Georges continuait :
— Y a-t-il réellement trois semaines que vous êtes arrivée ? Le temps passe si vite !… Vous resterez bien quelques jours de plus, par charité, pour m’apprendre à me montrer aussi fort que vous au tennis ?…
Elle secoua la tête. Un sourire relevait ses lèvres.
— Vous êtes en si bonne voie que tout professeur devient inutile ! dit-elle allant à la rencontre de Germaine qui arrivait, sans rancune de sa défaite. Non pas qu’elle jouît du caractère indifférent de sa sœur ; mais elle était incapable de se passionner comme Suzy ; et les distractions mondaines, seules, avaient le don de l’amuser, comme elles suffisaient au bonheur de sa nature frivole.
— Eh bien ! Suzy et Germaine, êtes-vous enfin décidées à revenir ? appela Mme de Berly, de plus en plus frileuse. Je suis littéralement gelée !
— Tout de suite, Marthe, nous voilà ! cria Germaine, fort occupée à remettre dans leur ordre les plis un peu froissés de sa jupe de tennis, tandis que Suzy allait prendre son chapeau, suspendu à un rameau des tilleuls.

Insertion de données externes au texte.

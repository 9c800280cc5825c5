//! In-memory prompt store, primarily for tests and dry runs.

use async_trait::async_trait;
use chrono::Utc;
use tokio::sync::RwLock;

use crate::domain::models::prompt::{NewPromptVersion, PromptStats, StoredPrompt};
use crate::domain::ports::PromptRepository;

#[derive(Default)]
struct State {
    history: Vec<StoredPrompt>,
    current_best: Option<StoredPrompt>,
}

/// Prompt store with the same semantics as the file-backed adapter but
/// no persistence across process restarts.
#[derive(Default)]
pub struct InMemoryPromptStore {
    state: RwLock<State>,
}

impl InMemoryPromptStore {
    pub fn new() -> Self {
        Self::default()
    }

    /// Pre-seed the store with an existing record, for tests that need a
    /// non-empty baseline.
    pub async fn seed(&self, prompt: StoredPrompt) {
        let mut state = self.state.write().await;
        let replace_best = state
            .current_best
            .as_ref()
            .is_none_or(|best| prompt.score > best.score);
        if replace_best {
            state.current_best = Some(prompt.clone());
        }
        state.history.push(prompt);
    }
}

#[async_trait]
impl PromptRepository for InMemoryPromptStore {
    async fn current_best(&self) -> anyhow::Result<Option<StoredPrompt>> {
        Ok(self.state.read().await.current_best.clone())
    }

    async fn persist(&self, new: NewPromptVersion) -> anyhow::Result<StoredPrompt> {
        let mut state = self.state.write().await;
        let version = state.history.iter().map(|p| p.version).max().unwrap_or(0) + 1;

        let stored = StoredPrompt {
            system_prompt: new.system_prompt,
            score: new.score,
            timestamp: Utc::now(),
            scripture_text: new.scripture_text,
            iteration: new.iteration,
            tokens_used: new.tokens_used,
            version,
            parent_version: new.parent_version,
            improvements: new.improvements,
        };

        state.history.push(stored.clone());
        let replace_best = state
            .current_best
            .as_ref()
            .is_none_or(|best| stored.score > best.score);
        if replace_best {
            state.current_best = Some(stored.clone());
        }

        Ok(stored)
    }

    async fn history(&self) -> anyhow::Result<Vec<StoredPrompt>> {
        Ok(self.state.read().await.history.clone())
    }

    async fn stats(&self) -> anyhow::Result<PromptStats> {
        Ok(PromptStats::from_history(&self.state.read().await.history))
    }
}
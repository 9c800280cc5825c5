//! Common test utilities for integration tests.

use std::collections::VecDeque;
use std::sync::atomic::{AtomicU32, Ordering};
use std::sync::Mutex;

use anyhow::{anyhow, Result};
use async_trait::async_trait;

use predikant::{Completion, CompletionClient, CompletionRequest};

/// One scripted completion outcome.
pub enum Scripted {
    /// Respond with this text and fixed token counts.
    Text(String),
    /// Fail the request terminally.
    Error(String),
}

/// Completion client that replays a fixed script of responses.
///
/// The controller alternates generation and judgment calls, so scripts
/// interleave sermon texts and judge JSON payloads in call order.
pub struct ScriptedClient {
    responses: Mutex<VecDeque<Scripted>>,
    calls: AtomicU32,
}

impl ScriptedClient {
    pub fn new(responses: Vec<Scripted>) -> Self {
        Self {
            responses: Mutex::new(responses.into()),
            calls: AtomicU32::new(0),
        }
    }

    pub fn calls(&self) -> u32 {
        self.calls.load(Ordering::SeqCst)
    }
}

#[async_trait]
impl CompletionClient for ScriptedClient {
    async fn complete(&self, _request: CompletionRequest) -> Result<Completion> {
        self.calls.fetch_add(1, Ordering::SeqCst);
        match self.responses.lock().unwrap().pop_front() {
            Some(Scripted::Text(text)) => Ok(Completion {
                text,
                input_tokens: 100,
                output_tokens: 200,
            }),
            Some(Scripted::Error(message)) => Err(anyhow!(message)),
            None => panic!("scripted client exhausted its responses"),
        }
    }
}

/// A judge verdict payload with every dimension at `dimension` (0-10)
/// and the given discipline score.
pub fn judge_json(dimension: f64, discipline: f64) -> String {
    format!(
        r#"{{
            "show_dont_tell_discipline": {{"score": {discipline}, "feedback": ""}},
            "theological_score": {dimension},
            "metaphorical_score": {dimension},
            "transformation_score": {dimension},
            "rhetorical_score": {dimension},
            "coherence_score": {dimension},
            "language_score": {dimension},
            "flow_score": {dimension},
            "humor_score": {dimension},
            "length_score": {dimension},
            "feedback_details": {{
                "theological": "De kern ontbreekt nog.",
                "metaphorical": "Gebruik meer verrassende beelden.",
                "transformation": "N/A",
                "rhetorical": "N/A",
                "coherence": "N/A",
                "language_and_flow": "N/A",
                "humor": "N/A"
            }},
            "overall_assessment": "De preek is te kort en mist diepgang."
        }}"#
    )
}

Elle le mit au hasard ; mais il est des hasards si heureux que Suzy, même mal coiffée, était tout uniment délicieuse, sa fine tête brune enfouie dans un immense chapeau digne d’une vignette de Kate Greenaway.
Les deux joueurs masculins revenaient aussi, armés de leurs raquettes ; et tous, vainqueurs et vaincus, se rapprochèrent de Mme de Berly, déjà debout et prête à regagner le château dont les petites tourelles apparaissaient dans une éclaircie de feuillage, savamment ménagée.
Suzanne avait glissé son bras sous celui de Germaine et toutes deux s’éloignaient, plongées dans une joyeuse causerie faite de mille riens, quand un bruit de voix, des aboiements de chiens les arrêtèrent. D’une allée venant du bois, débouchait M. Arnay en tenue de chasseur, l’air aimable d’un homme satisfait de lui-même, de l’existence en général et de sa chasse en particulier. Deux messieurs, frôlant l’âge mûr, grands financiers comme lui, l’accompagnaient et se découvrirent à la vue de Mme de Berly et des jeunes filles.
— Ici, Myrrha, Saladin, Tob ! appela M. Arnay, fort occupé à rassembler les chiens lancés dans une course effrénée à travers la pelouse.